- [Work to complete]:
Every line holding the string "Some" should be copied out of the listing.

-- Opening Marker --

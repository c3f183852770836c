use async_trait::async_trait;
use chrono::{DateTime, Utc};
use reqwest::{Client, StatusCode};
use serde::Deserialize;
use serde_json::Value;
use std::time::Duration;

use crate::core::distance::{calculate_bounding_box, is_within_bounding_box};
use crate::models::{
    DriverProfile, Gender, GeoPoint, RideOffer, RideQuery, RideStatus, RiderProfile,
    SafetyPreference, VehicleInfo,
};
use crate::services::store::{average_rating, RideStore, StoreError};

/// Ride statuses worth fetching; the scoring engine re-checks them
const FETCHABLE_STATUSES: [RideStatus; 3] = [RideStatus::Scheduled, RideStatus::Active, RideStatus::InProgress];

/// Appwrite API client
///
/// Reads ride offers, user profiles and vehicle records from an Appwrite
/// database. Never writes.
pub struct AppwriteClient {
    base_url: String,
    api_key: String,
    project_id: String,
    database_id: String,
    client: Client,
    collections: AppwriteCollections,
}

/// Collection IDs in Appwrite
#[derive(Debug, Clone)]
pub struct AppwriteCollections {
    pub rides: String,
    pub profiles: String,
    pub vehicles: String,
}

/// Ride document as stored, with flat coordinate columns
#[derive(Debug, Deserialize)]
struct RideDocument {
    #[serde(rename = "$id")]
    id: String,
    #[serde(rename = "driverId")]
    driver_id: String,
    #[serde(rename = "pickupLat", default)]
    pickup_lat: Option<f64>,
    #[serde(rename = "pickupLng", default)]
    pickup_lng: Option<f64>,
    #[serde(rename = "destinationLat", default)]
    destination_lat: Option<f64>,
    #[serde(rename = "destinationLng", default)]
    destination_lng: Option<f64>,
    #[serde(rename = "departureTime")]
    departure_time: DateTime<Utc>,
    #[serde(rename = "availableSeats")]
    available_seats: u8,
    status: RideStatus,
    #[serde(rename = "isActive", default)]
    is_active: Option<bool>,
    #[serde(rename = "$createdAt", alias = "createdAt", default)]
    created_at: Option<DateTime<Utc>>,
}

impl From<RideDocument> for RideOffer {
    fn from(doc: RideDocument) -> Self {
        let point = |lat: Option<f64>, lng: Option<f64>| match (lat, lng) {
            (Some(lat), Some(lng)) => Some(GeoPoint::new(lat, lng)),
            _ => None,
        };

        RideOffer {
            id: doc.id,
            driver_id: doc.driver_id,
            pickup: point(doc.pickup_lat, doc.pickup_lng),
            destination: point(doc.destination_lat, doc.destination_lng),
            departure_time: doc.departure_time,
            available_seats: doc.available_seats,
            status: doc.status,
            is_active: doc.is_active.unwrap_or(true),
            created_at: doc.created_at,
        }
    }
}

/// Profile document; rating may be an aggregate or a list of raw ratings
#[derive(Debug, Deserialize)]
struct ProfileDocument {
    #[serde(rename = "userId")]
    user_id: String,
    #[serde(alias = "fullName", default)]
    name: Option<String>,
    #[serde(rename = "avatarUrl", default)]
    avatar_url: Option<String>,
    #[serde(default)]
    gender: Option<Gender>,
    #[serde(rename = "safetyPreference", default)]
    safety_preference: Option<SafetyPreference>,
    #[serde(default)]
    rating: Option<f64>,
    #[serde(rename = "ratingCount", default)]
    rating_count: Option<u32>,
    #[serde(default)]
    ratings: Vec<f64>,
    #[serde(rename = "isVerified", default)]
    is_verified: Option<bool>,
}

#[derive(Debug, Deserialize)]
struct VehicleDocument {
    model: String,
    #[serde(default)]
    color: Option<String>,
    #[serde(rename = "plateNumber", default)]
    plate_number: Option<String>,
    #[serde(rename = "verificationStatus", default)]
    verification_status: Option<String>,
}

impl AppwriteClient {
    /// Create a new Appwrite client
    pub fn new(
        base_url: String,
        api_key: String,
        project_id: String,
        database_id: String,
        collections: AppwriteCollections,
        request_timeout: Duration,
    ) -> Result<Self, StoreError> {
        let client = Client::builder().timeout(request_timeout).build()?;

        Ok(Self {
            base_url,
            api_key,
            project_id,
            database_id,
            client,
            collections,
        })
    }

    /// List documents in a collection matching Appwrite query strings
    async fn list_documents(&self, collection: &str, queries: &[String]) -> Result<Vec<Value>, StoreError> {
        let queries_json = serde_json::to_string(queries)
            .map_err(|e| StoreError::ApiError(format!("Failed to encode queries: {}", e)))?;

        let url = format!(
            "{}/databases/{}/collections/{}/documents?query={}",
            self.base_url.trim_end_matches('/'),
            self.database_id,
            collection,
            urlencoding::encode(&queries_json)
        );

        tracing::debug!("Listing {} with {} queries", collection, queries.len());

        let response = self
            .client
            .get(&url)
            .header("X-Appwrite-Key", &self.api_key)
            .header("X-Appwrite-Project", &self.project_id)
            .send()
            .await?;

        match response.status() {
            s if s.is_success() => {}
            StatusCode::UNAUTHORIZED | StatusCode::FORBIDDEN => return Err(StoreError::Unauthorized),
            StatusCode::NOT_FOUND => {
                return Err(StoreError::NotFound(format!("Collection {} not found", collection)))
            }
            status => {
                let body = response.text().await.unwrap_or_else(|_| "Unable to read body".to_string());
                tracing::error!("Appwrite returned {} for {}: {}", status, collection, body);
                return Err(StoreError::ApiError(format!("Failed to list {}: {}", collection, status)));
            }
        }

        let json: Value = response.json().await?;

        let documents = json
            .get("documents")
            .and_then(|d| d.as_array())
            .ok_or_else(|| StoreError::InvalidResponse("Missing documents array".into()))?;

        Ok(documents
            .iter()
            .map(|doc| doc.get("data").unwrap_or(doc).clone())
            .collect())
    }

    async fn first_document(&self, collection: &str, queries: &[String]) -> Result<Option<Value>, StoreError> {
        let mut documents = self.list_documents(collection, queries).await?;
        Ok(if documents.is_empty() { None } else { Some(documents.swap_remove(0)) })
    }

    async fn profile_document(&self, user_id: &str) -> Result<ProfileDocument, StoreError> {
        let queries = vec![equal("userId", user_id), "limit(1)".to_string()];

        let doc = self
            .first_document(&self.collections.profiles, &queries)
            .await?
            .ok_or_else(|| StoreError::NotFound(format!("Profile not found for user {}", user_id)))?;

        serde_json::from_value(doc)
            .map_err(|e| StoreError::InvalidResponse(format!("Failed to parse profile: {}", e)))
    }

    async fn vehicle_document(&self, driver_id: &str) -> Result<Option<VehicleDocument>, StoreError> {
        let queries = vec![equal("driverId", driver_id), "limit(1)".to_string()];

        match self.first_document(&self.collections.vehicles, &queries).await? {
            Some(doc) => serde_json::from_value(doc)
                .map(Some)
                .map_err(|e| StoreError::InvalidResponse(format!("Failed to parse vehicle: {}", e))),
            None => Ok(None),
        }
    }
}

#[async_trait]
impl RideStore for AppwriteClient {
    async fn fetch_candidate_rides(&self, query: &RideQuery) -> Result<Vec<RideOffer>, StoreError> {
        let bbox = calculate_bounding_box(&query.pickup, query.radius_km);
        let queries = ride_queries(query);

        let documents = self.list_documents(&self.collections.rides, &queries).await?;
        let total = documents.len();

        let rides: Vec<RideOffer> = documents
            .into_iter()
            .filter_map(|doc| match serde_json::from_value::<RideDocument>(doc) {
                Ok(ride) => Some(RideOffer::from(ride)),
                Err(e) => {
                    tracing::warn!("Skipping malformed ride document: {}", e);
                    None
                }
            })
            .filter(|ride| ride.is_active)
            .filter(|ride| ride.pickup.map_or(true, |p| is_within_bounding_box(&p, &bbox)))
            .collect();

        tracing::debug!("Fetched {} candidate rides ({} documents)", rides.len(), total);

        Ok(rides)
    }

    async fn driver_profile(&self, driver_id: &str) -> Result<DriverProfile, StoreError> {
        let (profile, vehicle) = tokio::join!(self.profile_document(driver_id), self.vehicle_document(driver_id));

        // The vehicle is display data; a failed lookup leaves the driver unverified
        let vehicle = vehicle.unwrap_or_else(|e| {
            tracing::warn!("Vehicle lookup failed for driver {}: {}", driver_id, e);
            None
        });

        Ok(compose_driver_profile(profile?, vehicle))
    }

    async fn rider_profile(&self, user_id: &str) -> Result<RiderProfile, StoreError> {
        let profile = self.profile_document(user_id).await?;

        Ok(RiderProfile {
            user_id: profile.user_id,
            gender: profile.gender.unwrap_or_default(),
            safety_preference: profile.safety_preference.unwrap_or_default(),
        })
    }
}

fn equal(attribute: &str, value: &str) -> String {
    format!("equal(\"{}\", [{}])", attribute, Value::String(value.to_string()))
}

/// Appwrite query strings narrowing rides to the pickup's neighbourhood
fn ride_queries(query: &RideQuery) -> Vec<String> {
    let bbox = calculate_bounding_box(&query.pickup, query.radius_km);

    let statuses = FETCHABLE_STATUSES
        .iter()
        .map(|s| format!("\"{}\"", s.as_str()))
        .collect::<Vec<_>>()
        .join(",");

    vec![
        "equal(\"isActive\", [true])".to_string(),
        format!("equal(\"status\", [{}])", statuses),
        format!("greaterThanEqual(\"availableSeats\", {})", query.seats_required),
        format!("greaterThanEqual(\"pickupLat\", {})", bbox.min_lat),
        format!("lessThanEqual(\"pickupLat\", {})", bbox.max_lat),
        format!("greaterThanEqual(\"pickupLng\", {})", bbox.min_lon),
        format!("lessThanEqual(\"pickupLng\", {})", bbox.max_lon),
        "orderAsc(\"departureTime\")".to_string(),
        format!("limit({})", query.limit),
    ]
}

fn compose_driver_profile(profile: ProfileDocument, vehicle: Option<VehicleDocument>) -> DriverProfile {
    let rating = profile.rating.unwrap_or_else(|| average_rating(&profile.ratings));
    let rating_count = profile.rating_count.unwrap_or(profile.ratings.len() as u32);

    let vehicle_verified = vehicle
        .as_ref()
        .and_then(|v| v.verification_status.as_deref())
        .map_or(false, |s| s.eq_ignore_ascii_case("verified"));

    DriverProfile {
        name: profile.name.unwrap_or_else(|| "Driver".to_string()),
        driver_id: profile.user_id,
        avatar_url: profile.avatar_url,
        rating,
        rating_count,
        gender: profile.gender.unwrap_or_default(),
        safety_preference: profile.safety_preference.unwrap_or_default(),
        is_verified: vehicle_verified || profile.is_verified.unwrap_or(false),
        vehicle: vehicle.map(|v| VehicleInfo {
            model: v.model,
            color: v.color,
            plate_number: v.plate_number,
        }),
    }
}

-- Closing Marker --

- [Reply]:
            (Some(lat), Some(lng)) => Some(GeoPoint::new(lat, lng)),
        Ok(if documents.is_empty() { None } else { Some(documents.swap_remove(0)) })
            Some(doc) => serde_json::from_value(doc)
                .map(Some)
                Ok(ride) => Some(RideOffer::from(ride)),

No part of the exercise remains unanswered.